Supplied records:
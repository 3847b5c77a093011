use actix_files as fs;
use actix_web::dev::Server;
use actix_web::{web, App, HttpServer};
use std::net::TcpListener;

use crate::admin_state::AdminState;
use crate::auth::RefreshTokenManager;
use crate::configuration::Settings;
use crate::error::{AppError, ValidationError};
use crate::middleware::{HitCounter, RequestLogger};
use crate::routes::{
    create_chirp, create_user, delete_chirp, get_chirp, health_check, list_chirps, login,
    metrics, polka_webhook, refresh, reset, revoke, update_user,
};
use crate::store::{ChirpStore, Storage, UserStore};

/// Malformed or mistyped JSON bodies become 400s with the usual error body
fn json_config() -> web::JsonConfig {
    web::JsonConfig::default().error_handler(|err, _req| {
        AppError::from(ValidationError::MalformedBody(err.to_string())).into()
    })
}

pub fn run(
    listener: TcpListener,
    storage: Storage,
    settings: &Settings,
) -> Result<Server, std::io::Error> {
    let users: web::Data<dyn UserStore> = web::Data::from(storage.users);
    let chirps: web::Data<dyn ChirpStore> = web::Data::from(storage.chirps);
    let refresh_tokens = web::Data::new(RefreshTokenManager::new(
        storage.refresh_tokens,
        settings.jwt.refresh_token_ttl(),
    ));
    let jwt_config = web::Data::new(settings.jwt.clone());
    let admin_state = web::Data::new(AdminState::new(settings.application.platform.clone()));
    let static_dir = settings.application.static_dir.clone();

    let server = HttpServer::new(move || {
        App::new()
            // Global middleware
            .wrap(HitCounter::new("/app", admin_state.clone()))
            .wrap(RequestLogger)

            // Shared state
            .app_data(json_config())
            .app_data(users.clone())
            .app_data(chirps.clone())
            .app_data(refresh_tokens.clone())
            .app_data(jwt_config.clone())
            .app_data(admin_state.clone())

            .route("/api/healthz", web::get().to(health_check))
            .route("/admin/metrics", web::get().to(metrics))
            .route("/admin/reset", web::post().to(reset))

            .service(
                web::resource("/api/users")
                    .route(web::post().to(create_user))
                    .route(web::put().to(update_user)),
            )
            .route("/api/login", web::post().to(login))
            .route("/api/refresh", web::post().to(refresh))
            .route("/api/revoke", web::post().to(revoke))

            .service(
                web::resource("/api/chirps")
                    .route(web::post().to(create_chirp))
                    .route(web::get().to(list_chirps)),
            )
            .service(
                web::resource("/api/chirps/{chirp_id}")
                    .route(web::get().to(get_chirp))
                    .route(web::delete().to(delete_chirp)),
            )
            .route("/api/polka/webhooks", web::post().to(polka_webhook))

            // Static file serving (must be last to not override API routes)
            .service(fs::Files::new("/app", static_dir.as_str()).index_file("index.html"))
    })
    .listen(listener)?
    .run();

    Ok(server)
}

Task statement: Identify all lines in the records above with the word "AppError".

Solution to this task:
use crate::error::{AppError, ValidationError};
        AppError::from(ValidationError::MalformedBody(err.to_string())).into()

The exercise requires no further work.